Essen. Die Essener Lichtwochen starten Sonntag, 29. Oktober – Tradition seit 1950. Aber sie haben an Glanz eingebüßt. Wie geht es weiter?

Wenn Oberbürgermeister Thomas Kufen am Sonntagabend um 18 Uhr an der Marktkirche in der Innenstadt die „Essener Lichtwochen“ eröffnet, dürfte wieder ein Raunen durch die Menge gehen. Denn die Lichtwochen sind für viele Essenerinnen und Essener eine gelebte und geliebte Tradition. Wenngleich die Veranstaltung ihren Glanz, der früher weit über die Stadtgrenze hinaus strahlte, längst eingebüßt hat. Bei der Essen Marketing Gesellschaft (EMG) stellt man sich deshalb die Frage: Wie geht es weiter mit den Essener Lichtwochen?

Einfach den Stecker ziehen, nach so vielen Jahrzehnten? Wäre das möglich? Schließlich gingen schon in den späten 1920er Jahren die Lichter über der Essener Innenstadt an. „Essen leuchtet“ lautete damals das Motto. „Die RWE AG wollte nach unseren Recherchen damals zeigen, was mit Elektrizität alles möglich ist“, sagt EMG-Geschäftsführer Richard Röhrhoff. Essen präsentierte sich als aufstrebende Großstadt.

Schon in den 1920er Jahren präsentierte Essen sicht mit Lichtinstallationen als Großstadt

1950 feierte Essen mit Sternenbildern die ersten Lichtwochen.
1950 feierte Essen mit Sternenbildern die ersten Lichtwochen. © Stadt Essen | Stadtbildstelle

Die „Essener Lichtwochen“ wurden jedoch erstmals 1950 gefeiert. Noch waren nicht alle Trümmer beseitigt, die der Zweite Weltkrieg hinterlassen hatte. Aber Essen zelebrierte seine Wiederauferstehung, es war der Beginn der Wirtschaftswunderjahre, in denen Essen zur Einkaufsstadt des Ruhrgebiets werden sollte. 500.000 D-Mark ließ sich der Essener Einzelhandel das auch künstlerisch durchaus beachtliche Lichtermeer kosten. Für damalige Verhältnisse eine gewaltige Summe, wie Röhrhoff betont.

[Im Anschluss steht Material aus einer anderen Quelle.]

//! Record sources.
//!
//! A [`Paginator`] knows how to fetch one page for a query given the
//! previous cursor. [`SourceReader`] drives a paginator for a single query,
//! applying the run's record budget and detecting exhaustion.

mod file;
mod reader;
mod scroll;
mod search_after;

pub use file::FilePaginator;
pub use reader::SourceReader;
pub use scroll::ScrollPaginator;
pub use search_after::SearchAfterPaginator;

use async_trait::async_trait;
use serde_json::{json, Map, Value};
use tracing::debug;

use crate::cluster::{ClientOptions, ClusterClient, ClusterVersion};
use crate::config::{PaginationStrategy, TransferOptions};
use crate::endpoint::{Endpoint, Role};
use crate::error::{Error, Result};
use crate::model::{Page, PageCursor, Query};

/// A page together with the cursor to continue from.
#[derive(Debug, Clone, Default)]
pub struct FetchedPage {
    /// Records returned by the server, possibly more than requested.
    pub page: Page,
    /// Cursor for the next request.
    pub cursor: PageCursor,
}

/// Pagination strategy over one source.
///
/// Implementations are stateless with respect to queries: everything needed
/// to continue a query lives in the [`PageCursor`].
#[async_trait]
pub trait Paginator: Send {
    /// Strategy name for logs.
    fn strategy(&self) -> &'static str;

    /// Fetches up to `size` records for `query`, continuing from `cursor`.
    ///
    /// An empty page means the query is exhausted.
    async fn fetch(
        &mut self,
        query: Option<&Query>,
        cursor: &PageCursor,
        size: usize,
    ) -> Result<FetchedPage>;

    /// Releases any server-side resource held by `cursor`.
    async fn release(&mut self, cursor: &PageCursor) -> Result<()>;
}

/// Creates the paginator for an input endpoint.
///
/// Sort specs are validated before the cluster is contacted.
///
/// # Errors
///
/// Returns a config error for bad sort specs, or a source error if the
/// input cannot be opened.
pub async fn create_paginator(
    endpoint: &Endpoint,
    options: &TransferOptions,
) -> Result<Box<dyn Paginator>> {
    match endpoint {
        Endpoint::File(path) => Ok(Box::new(FilePaginator::open(path).await?)),
        Endpoint::Cluster(cluster) => {
            let sort = parse_sort_specs(&options.sort)?;
            let client = ClusterClient::connect(
                cluster,
                Role::Input,
                &ClientOptions::for_role(options, Role::Input),
            )
            .await?;

            let paginator: Box<dyn Paginator> = match options.pagination {
                PaginationStrategy::Scroll => {
                    Box::new(ScrollPaginator::new(client, options.fields.clone(), sort))
                }
                PaginationStrategy::SearchAfter => {
                    check_tiebreak(&options.tiebreak_field, client.version())?;
                    Box::new(SearchAfterPaginator::new(
                        client,
                        options.fields.clone(),
                        with_tiebreak(sort, &options.tiebreak_field),
                    ))
                }
            };
            debug!("Using {} pagination", paginator.strategy());
            Ok(paginator)
        }
    }
}

/// Parses `field[:asc|desc]` specs into search sort clauses.
///
/// # Errors
///
/// Returns a config error for an empty field or unknown direction.
pub fn parse_sort_specs(specs: &[String]) -> Result<Vec<Value>> {
    specs
        .iter()
        .map(|spec| {
            let (field, order) = match spec.split_once(':') {
                Some((field, order)) => (field.trim(), order.trim().to_ascii_lowercase()),
                None => (spec.trim(), "asc".to_string()),
            };

            if field.is_empty() {
                return Err(Error::Config(format!("invalid sort '{}': empty field", spec)));
            }
            if order != "asc" && order != "desc" {
                return Err(Error::Config(format!(
                    "invalid sort '{}': order must be asc or desc",
                    spec
                )));
            }

            Ok(sort_clause(field, &order))
        })
        .collect()
}

/// Rejects a search-after tie-break the input cluster cannot sort on.
///
/// 8.x disables fielddata on `_id` by default, so the tie-break has to be a
/// unique keyword or numeric field there.
///
/// # Errors
///
/// Returns a config error for `_id` against an 8.x input.
pub fn check_tiebreak(field: &str, version: ClusterVersion) -> Result<()> {
    if field.trim() == "_id" && version == ClusterVersion::V8 {
        return Err(Error::Config(
            "search_after on 8.x cannot sort on _id; set --tiebreak (tiebreak_field) \
             to a unique keyword or numeric field"
                .to_string(),
        ));
    }
    Ok(())
}

/// Appends an ascending sort on `field` unless the sort already has one.
#[must_use]
pub fn with_tiebreak(mut sort: Vec<Value>, field: &str) -> Vec<Value> {
    let present = sort.iter().any(|clause| match clause {
        Value::Object(map) => map.contains_key(field),
        Value::String(name) => name == field,
        _ => false,
    });

    if !present {
        sort.push(sort_clause(field, "asc"));
    }
    sort
}

fn sort_clause(field: &str, order: &str) -> Value {
    let mut clause = Map::new();
    clause.insert(field.to_string(), Value::String(order.to_string()));
    Value::Object(clause)
}

/// Builds a search body.
pub(crate) fn search_body(
    query: Option<&Query>,
    size: usize,
    fields: &[String],
    sort: &[Value],
) -> Map<String, Value> {
    let mut body = Map::new();
    body.insert(
        "query".to_string(),
        query.map_or_else(|| json!({ "match_all": {} }), |q| Value::Object(q.clone())),
    );
    body.insert("size".to_string(), json!(size));
    if !fields.is_empty() {
        body.insert("_source".to_string(), json!(fields));
    }
    if !sort.is_empty() {
        body.insert("sort".to_string(), Value::Array(sort.to_vec()));
    }
    body
}

#[cfg(test)]
#[path = "source_tests.rs"]
mod tests;
//! Keyset pagination with `search_after`.

use async_trait::async_trait;
use serde_json::Value;

use super::{search_body, FetchedPage, Paginator};
use crate::cluster::ClusterClient;
use crate::error::{Error, Result};
use crate::model::{Page, PageCursor, Query};

/// Pages through a query by resuming after the last hit's sort values.
///
/// `sort` must end in a unique field so that ties cannot skip or repeat
/// documents. Holds no server-side state.
pub struct SearchAfterPaginator {
    client: ClusterClient,
    fields: Vec<String>,
    sort: Vec<Value>,
}

impl SearchAfterPaginator {
    /// Creates a search-after paginator with a tiebroken sort.
    #[must_use]
    pub fn new(client: ClusterClient, fields: Vec<String>, sort: Vec<Value>) -> Self {
        Self {
            client,
            fields,
            sort,
        }
    }
}

#[async_trait]
impl Paginator for SearchAfterPaginator {
    fn strategy(&self) -> &'static str {
        "search_after"
    }

    async fn fetch(
        &mut self,
        query: Option<&Query>,
        cursor: &PageCursor,
        size: usize,
    ) -> Result<FetchedPage> {
        let mut body = search_body(query, size, &self.fields, &self.sort);
        match cursor {
            PageCursor::Initial => {}
            PageCursor::LastSortKey(key) => {
                body.insert("search_after".to_string(), Value::Array(key.clone()));
            }
            PageCursor::ScrollToken(_) => {
                return Err(Error::Internal(
                    "search_after pagination given a scroll cursor".to_string(),
                ))
            }
        }

        let records = self.client.search(&Value::Object(body), false).await?.hits.hits;

        let next = match records.last() {
            None => cursor.clone(),
            Some(last) => match &last.sort_key {
                Some(key) if !key.is_empty() => PageCursor::LastSortKey(key.clone()),
                _ => {
                    return Err(Error::Source(format!(
                        "hit '{}' carried no sort values",
                        last.id
                    )))
                }
            },
        };

        Ok(FetchedPage {
            page: Page::from(records),
            cursor: next,
        })
    }

    async fn release(&mut self, _cursor: &PageCursor) -> Result<()> {
        Ok(())
    }
}
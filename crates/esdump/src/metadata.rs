//! One-shot copy of index mappings and settings.

use serde_json::{Map, Value};
use std::io::ErrorKind as IoErrorKind;
use std::path::Path;
use tokio::fs::OpenOptions;
use tokio::io::AsyncWriteExt;
use tracing::{debug, info};

use crate::cluster::{ClientOptions, ClusterClient, ClusterVersion};
use crate::config::TransferOptions;
use crate::endpoint::{Endpoint, Role};
use crate::error::{Error, Result};

/// Settings that are generated by the cluster or can only be set at index
/// creation.
const NON_UPDATABLE_SETTINGS: &[&str] = &[
    "creation_date",
    "uuid",
    "version",
    "provided_name",
    "number_of_shards",
    "routing_partition_size",
    "resize",
    "sort",
    "codec",
    "soft_deletes",
    "analysis",
];

/// Which index metadata to copy.
#[derive(Debug, Clone, Copy, PartialEq, Eq)]
pub enum MetadataKind {
    /// `_mapping`.
    Mapping,
    /// `_settings`.
    Setting,
}

impl MetadataKind {
    /// Lowercase name for logs.
    #[must_use]
    pub const fn as_str(self) -> &'static str {
        match self {
            Self::Mapping => "mapping",
            Self::Setting => "setting",
        }
    }
}

/// Metadata keyed by index name, as returned by `GET /{index}/_mapping`
/// or `GET /{index}/_settings`.
pub type IndexMetadata = Map<String, Value>;

/// Reads metadata from a cluster or a JSON file.
///
/// # Errors
///
/// Returns a source error if the cluster call fails or the file does not
/// hold a JSON object.
pub async fn read_metadata(
    endpoint: &Endpoint,
    kind: MetadataKind,
    options: &TransferOptions,
) -> Result<IndexMetadata> {
    let value = match endpoint {
        Endpoint::Cluster(cluster) => {
            let client = ClusterClient::connect(
                cluster,
                Role::Input,
                &ClientOptions::for_role(options, Role::Input),
            )
            .await?;
            match kind {
                MetadataKind::Mapping => client.get_mapping().await?,
                MetadataKind::Setting => client.get_settings().await?,
            }
        }
        Endpoint::File(path) => {
            let text = tokio::fs::read_to_string(path).await.map_err(|e| {
                Error::Source(format!("Failed to read '{}': {}", path.display(), e))
            })?;
            serde_json::from_str(&text).map_err(|e| {
                Error::Source(format!(
                    "{} in '{}' is not valid JSON: {}",
                    kind.as_str(),
                    path.display(),
                    e
                ))
            })?
        }
    };

    match value {
        Value::Object(map) => Ok(map),
        other => Err(Error::Source(format!(
            "{} must be a JSON object, got {}",
            kind.as_str(),
            json_type(&other)
        ))),
    }
}

/// Writes metadata to a cluster index or a new JSON file.
///
/// For a cluster, each mapping entry creates the target index and each
/// settings entry is applied with only its updatable settings.
///
/// # Errors
///
/// Returns a config error if the output file already exists, or a sink
/// error if a cluster call fails.
pub async fn write_metadata(
    endpoint: &Endpoint,
    kind: MetadataKind,
    options: &TransferOptions,
    metadata: &IndexMetadata,
) -> Result<()> {
    match endpoint {
        Endpoint::Cluster(cluster) => {
            let client = ClusterClient::connect(
                cluster,
                Role::Output,
                &ClientOptions::for_role(options, Role::Output),
            )
            .await?;

            for (source_index, entry) in metadata {
                debug!("applying {} of {} to {}", kind.as_str(), source_index, client.index());
                match kind {
                    MetadataKind::Mapping => {
                        client
                            .create_index(&mapping_body(entry, client.version()))
                            .await?;
                    }
                    MetadataKind::Setting => client.put_settings(&settings_body(entry)).await?,
                }
            }
            Ok(())
        }
        Endpoint::File(path) => write_json_file(path, metadata).await,
    }
}

/// Copies metadata from `input` to `output`, returning the number of index
/// entries copied.
///
/// # Errors
///
/// Returns the read or write error.
pub async fn copy_metadata(
    input: &Endpoint,
    output: &Endpoint,
    kind: MetadataKind,
    options: &TransferOptions,
) -> Result<usize> {
    let metadata = read_metadata(input, kind, options).await?;
    write_metadata(output, kind, options, &metadata).await?;

    info!(
        "Dump: write {} success ({} index entries) {} => {}",
        kind.as_str(),
        metadata.len(),
        input.describe(),
        output.describe()
    );
    Ok(metadata.len())
}

/// Create-index body for one mapping entry.
///
/// Typed 6.x mappings (`{"_doc": {"properties": ...}}`) are unwrapped for
/// 7.x and later targets.
#[must_use]
pub fn mapping_body(entry: &Value, target: ClusterVersion) -> Value {
    let Some(mappings) = entry.get("mappings").and_then(Value::as_object) else {
        return entry.clone();
    };

    let typed = (mappings.len() == 1)
        .then(|| mappings.values().next())
        .flatten()
        .filter(|inner| !mappings.contains_key("properties") && inner.get("properties").is_some());

    let mut body = entry.as_object().cloned().unwrap_or_default();
    if let (Some(inner), false) = (typed, target.requires_doc_type()) {
        body.insert("mappings".to_string(), inner.clone());
    }
    Value::Object(body)
}

/// Settings-update body for one settings entry, without the settings an
/// open index rejects.
#[must_use]
pub fn settings_body(entry: &Value) -> Value {
    let settings = entry.get("settings").unwrap_or(entry);
    let mut index = settings
        .get("index")
        .and_then(Value::as_object)
        .cloned()
        .unwrap_or_default();

    for key in NON_UPDATABLE_SETTINGS {
        index.remove(*key);
    }

    let mut body = Map::new();
    body.insert("index".to_string(), Value::Object(index));
    Value::Object(body)
}

async fn write_json_file(path: &Path, metadata: &IndexMetadata) -> Result<()> {
    let mut file = OpenOptions::new()
        .write(true)
        .create_new(true)
        .open(path)
        .await
        .map_err(|e| match e.kind() {
            IoErrorKind::AlreadyExists => {
                Error::Config(format!("output file already exists: {}", path.display()))
            }
            _ => Error::Config(format!(
                "Failed to create output '{}': {}",
                path.display(),
                e
            )),
        })?;

    let bytes = serde_json::to_vec(metadata)
        .map_err(|e| Error::Sink(format!("Failed to encode metadata: {}", e)))?;
    file.write_all(&bytes)
        .await
        .map_err(|e| Error::Sink(format!("Failed to write '{}': {}", path.display(), e)))?;
    file.flush()
        .await
        .map_err(|e| Error::Sink(format!("Failed to write '{}': {}", path.display(), e)))?;
    Ok(())
}

fn json_type(value: &Value) -> &'static str {
    match value {
        Value::Null => "null",
        Value::Bool(_) => "a boolean",
        Value::Number(_) => "a number",
        Value::String(_) => "a string",
        Value::Array(_) => "an array",
        Value::Object(_) => "an object",
    }
}

#[cfg(test)]
mod tests {
    use super::*;
    use crate::config::VersionSelector;
    use serde_json::json;
    use tempfile::TempDir;
    use wiremock::matchers::{body_json, method, path};
    use wiremock::{Mock, MockServer, ResponseTemplate};

    fn pinned() -> TransferOptions {
        TransferOptions {
            input_version: VersionSelector::V7,
            output_version: VersionSelector::V7,
            ..TransferOptions::default()
        }
    }

    #[test]
    fn test_mapping_body_unwraps_type_for_v7() {
        let entry = json!({"mappings": {"_doc": {"properties": {"a": {"type": "keyword"}}}}});
        assert_eq!(
            mapping_body(&entry, ClusterVersion::V7),
            json!({"mappings": {"properties": {"a": {"type": "keyword"}}}})
        );
        assert_eq!(mapping_body(&entry, ClusterVersion::V6), entry);

        let typeless = json!({"mappings": {"properties": {"a": {"type": "text"}}}});
        assert_eq!(mapping_body(&typeless, ClusterVersion::V8), typeless);
    }

    #[test]
    fn test_settings_body_drops_static_keys() {
        let entry = json!({"settings": {"index": {
            "number_of_shards": "1",
            "number_of_replicas": "2",
            "uuid": "abc",
            "creation_date": "1700000000",
            "provided_name": "logs",
            "version": {"created": "7170399"},
            "refresh_interval": "5s"
        }}});
        assert_eq!(
            settings_body(&entry),
            json!({"index": {"number_of_replicas": "2", "refresh_interval": "5s"}})
        );
    }

    #[tokio::test]
    async fn test_file_round_trip() {
        let dir = TempDir::new().unwrap();
        let out = dir.path().join("mapping.json");
        let metadata: IndexMetadata =
            serde_json::from_value(json!({"logs": {"mappings": {"properties": {}}}})).unwrap();

        let endpoint = Endpoint::File(out.clone());
        write_metadata(&endpoint, MetadataKind::Mapping, &pinned(), &metadata)
            .await
            .unwrap();
        let back = read_metadata(&endpoint, MetadataKind::Mapping, &pinned())
            .await
            .unwrap();
        assert_eq!(back, metadata);

        let err = write_metadata(&endpoint, MetadataKind::Mapping, &pinned(), &metadata)
            .await
            .unwrap_err();
        assert!(matches!(err, Error::Config(_)));
    }

    #[tokio::test]
    async fn test_read_metadata_rejects_non_object_file() {
        let dir = TempDir::new().unwrap();
        let input = dir.path().join("settings.json");
        std::fs::write(&input, "[1, 2]").unwrap();

        let err = read_metadata(&Endpoint::File(input), MetadataKind::Setting, &pinned())
            .await
            .unwrap_err();
        assert!(matches!(err, Error::Source(_)));
    }

    #[tokio::test]
    async fn test_copy_mapping_between_clusters() {
        let source = MockServer::start().await;
        let target = MockServer::start().await;

        Mock::given(method("GET"))
            .and(path("/logs/_mapping"))
            .respond_with(ResponseTemplate::new(200).set_body_json(json!({
                "logs": {"mappings": {"properties": {"msg": {"type": "text"}}}}
            })))
            .expect(1)
            .mount(&source)
            .await;

        Mock::given(method("PUT"))
            .and(path("/logs_copy"))
            .and(body_json(json!({"mappings": {"properties": {"msg": {"type": "text"}}}})))
            .respond_with(ResponseTemplate::new(200).set_body_json(json!({"acknowledged": true})))
            .expect(1)
            .mount(&target)
            .await;

        let input = Endpoint::parse(&format!("{}/logs", source.uri())).unwrap();
        let output = Endpoint::parse(&format!("{}/logs_copy", target.uri())).unwrap();
        let copied = copy_metadata(&input, &output, MetadataKind::Mapping, &pinned())
            .await
            .unwrap();
        assert_eq!(copied, 1);
    }

    #[tokio::test]
    async fn test_put_settings_failure_is_sink_error() {
        let target = MockServer::start().await;
        Mock::given(method("PUT"))
            .and(path("/logs/_settings"))
            .respond_with(ResponseTemplate::new(400).set_body_string("illegal_argument_exception"))
            .mount(&target)
            .await;

        let metadata: IndexMetadata = serde_json::from_value(json!({
            "logs": {"settings": {"index": {"number_of_replicas": "0"}}}
        }))
        .unwrap();
        let output = Endpoint::parse(&format!("{}/logs", target.uri())).unwrap();
        let err = write_metadata(&output, MetadataKind::Setting, &pinned(), &metadata)
            .await
            .unwrap_err();
        assert!(matches!(err, Error::Sink(_)));
    }
}
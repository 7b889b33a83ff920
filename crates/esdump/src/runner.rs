//! Top-level run: validates the config, builds the endpoints, and dispatches
//! on the data type.

use tokio_util::sync::CancellationToken;
use tracing::info;

use crate::config::{DataType, DumpConfig, TransferOptions};
use crate::driver::QueryBatchDriver;
use crate::endpoint::Endpoint;
use crate::error::{Error, Result};
use crate::metadata::{copy_metadata, MetadataKind};
use crate::model::RecordBudget;
use crate::pipeline::{TransferPipeline, TransferStats};
use crate::query::QuerySet;
use crate::sink::{check_output, create_sink};
use crate::source::create_paginator;

/// Prefix for split files when the input name gives none.
const DEFAULT_SPLIT_PREFIX: &str = "dump";

/// What a finished run did.
#[derive(Debug, Clone)]
pub enum RunSummary {
    /// Documents moved through the pipeline.
    Data(TransferStats),
    /// Mapping or settings copied.
    Metadata {
        /// Which metadata.
        kind: MetadataKind,
        /// Index entries copied.
        entries: usize,
    },
}

/// Runs one dump.
///
/// # Errors
///
/// Returns a config or parse error before either endpoint is contacted,
/// otherwise the first
/// fatal error of the run, or [`Error::Cancelled`].
pub async fn run(config: &DumpConfig, cancel: CancellationToken) -> Result<RunSummary> {
    config.validate()?;

    let input = Endpoint::parse(&config.input)?;
    let output = Endpoint::parse(&config.output)?;
    info!(
        "Dump {:?}: {} => {}",
        config.data_type,
        input.describe(),
        output.describe()
    );
    check_output(&output, &config.options).await?;

    match config.data_type {
        DataType::Data => run_data(&input, &output, &config.options, cancel)
            .await
            .map(RunSummary::Data),
        DataType::Mapping => {
            run_metadata(&input, &output, MetadataKind::Mapping, config, cancel).await
        }
        DataType::Setting => {
            run_metadata(&input, &output, MetadataKind::Setting, config, cancel).await
        }
    }
}

/// Loads the run's queries. A query file is parsed completely here.
///
/// # Errors
///
/// Returns a parse error for a bad query or query-file line.
pub async fn load_queries(options: &TransferOptions) -> Result<QuerySet> {
    match (&options.query, &options.query_file) {
        (Some(_), Some(_)) => Err(Error::Config(
            "cannot specify both query and query_file at the same time".to_string(),
        )),
        (Some(query), None) => QuerySet::from_literal(query),
        (None, Some(path)) => QuerySet::from_file(path).await,
        (None, None) => Ok(QuerySet::match_all()),
    }
}

/// File name prefix for split output, taken from the input's index or
/// file name.
#[must_use]
pub fn split_prefix(input: &Endpoint) -> String {
    match input {
        Endpoint::Cluster(cluster) => cluster.file_prefix(),
        Endpoint::File(path) => path
            .file_stem()
            .and_then(|s| s.to_str())
            .filter(|s| !s.is_empty())
            .unwrap_or(DEFAULT_SPLIT_PREFIX)
            .to_string(),
    }
}

async fn run_data(
    input: &Endpoint,
    output: &Endpoint,
    options: &TransferOptions,
    cancel: CancellationToken,
) -> Result<TransferStats> {
    let queries = load_queries(options).await?;
    info!("Dump: {} queries", queries.len());

    let setup = async {
        let paginator = create_paginator(input, options).await?;
        let sink = create_sink(output, options, &split_prefix(input)).await?;
        Ok::<_, Error>((paginator, sink))
    };
    let (paginator, sink) = tokio::select! {
        biased;
        () = cancel.cancelled() => return Err(Error::Cancelled),
        ready = setup => ready?,
    };

    let driver = QueryBatchDriver::new(
        paginator,
        queries,
        RecordBudget::new(options.limit, options.max),
    );
    let mut pipeline = TransferPipeline::new(driver, sink).with_progress(options.show_progress);
    pipeline.run(cancel).await
}

async fn run_metadata(
    input: &Endpoint,
    output: &Endpoint,
    kind: MetadataKind,
    config: &DumpConfig,
    cancel: CancellationToken,
) -> Result<RunSummary> {
    tokio::select! {
        biased;
        () = cancel.cancelled() => Err(Error::Cancelled),
        copied = copy_metadata(input, output, kind, &config.options) => {
            Ok(RunSummary::Metadata { kind, entries: copied? })
        }
    }
}
//! Scroll-context pagination.

use async_trait::async_trait;
use serde_json::Value;

use super::{search_body, FetchedPage, Paginator};
use crate::cluster::ClusterClient;
use crate::error::{Error, Result};
use crate::model::{Page, PageCursor, Query};

/// Pages through a query with a server-side scroll context.
///
/// The first request opens the context with the query body; later requests
/// carry only the scroll id. The context is released on [`Paginator::release`].
pub struct ScrollPaginator {
    client: ClusterClient,
    fields: Vec<String>,
    sort: Vec<Value>,
}

impl ScrollPaginator {
    /// Creates a scroll paginator.
    #[must_use]
    pub fn new(client: ClusterClient, fields: Vec<String>, sort: Vec<Value>) -> Self {
        Self {
            client,
            fields,
            sort,
        }
    }
}

#[async_trait]
impl Paginator for ScrollPaginator {
    fn strategy(&self) -> &'static str {
        "scroll"
    }

    async fn fetch(
        &mut self,
        query: Option<&Query>,
        cursor: &PageCursor,
        size: usize,
    ) -> Result<FetchedPage> {
        let resp = match cursor {
            PageCursor::Initial => {
                let body = search_body(query, size, &self.fields, &self.sort);
                self.client.search(&Value::Object(body), true).await?
            }
            PageCursor::ScrollToken(id) => self.client.scroll(id).await?,
            PageCursor::LastSortKey(_) => {
                return Err(Error::Internal(
                    "scroll pagination given a sort-key cursor".to_string(),
                ))
            }
        };

        let records = resp.hits.hits;
        let cursor = match (resp.scroll_id, cursor) {
            (Some(id), _) => PageCursor::ScrollToken(id),
            (None, PageCursor::Initial) if records.is_empty() => PageCursor::Initial,
            (None, PageCursor::Initial) => {
                return Err(Error::Source(
                    "search response carried no _scroll_id".to_string(),
                ))
            }
            (None, previous) => previous.clone(),
        };

        Ok(FetchedPage {
            page: Page::from(records),
            cursor,
        })
    }

    async fn release(&mut self, cursor: &PageCursor) -> Result<()> {
        match cursor {
            PageCursor::ScrollToken(id) => self.client.clear_scroll(id).await,
            _ => Ok(()),
        }
    }
}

Blick auf das Eickhaus während der Lichtwochen 1959. Entlang der Kettwiger Straße parkten damals noch Autos.
Blick auf das Eickhaus während der Lichtwochen 1959. Entlang der Kettwiger Straße parkten damals noch Autos. © Stadt Essen | Stadtbildstelle

In den folgenden Jahren und Jahrzehnten wurden die Lichtwochen zur Traditionsveranstaltung mit überregionaler Ausstrahlung. Für viele Familien waren sie geradezu Pflicht. Viele ältere Jahrgänge werden sich erinnern, wie sie staunend mit Eltern oder Großeltern durch die beleuchtete Innenstadt spazierten und sich an den Schaufenstern bei Roßkothen, damals das Spielzeugfachgeschäft am Platze, die Nasen platt drückten.

Genau so haben es ihm gebürtige Essener unter seinen Mitarbeiterinnen und Mitarbeitern geschildert, berichtet Röhrhoff, der selbst vom Niederrhein stammt.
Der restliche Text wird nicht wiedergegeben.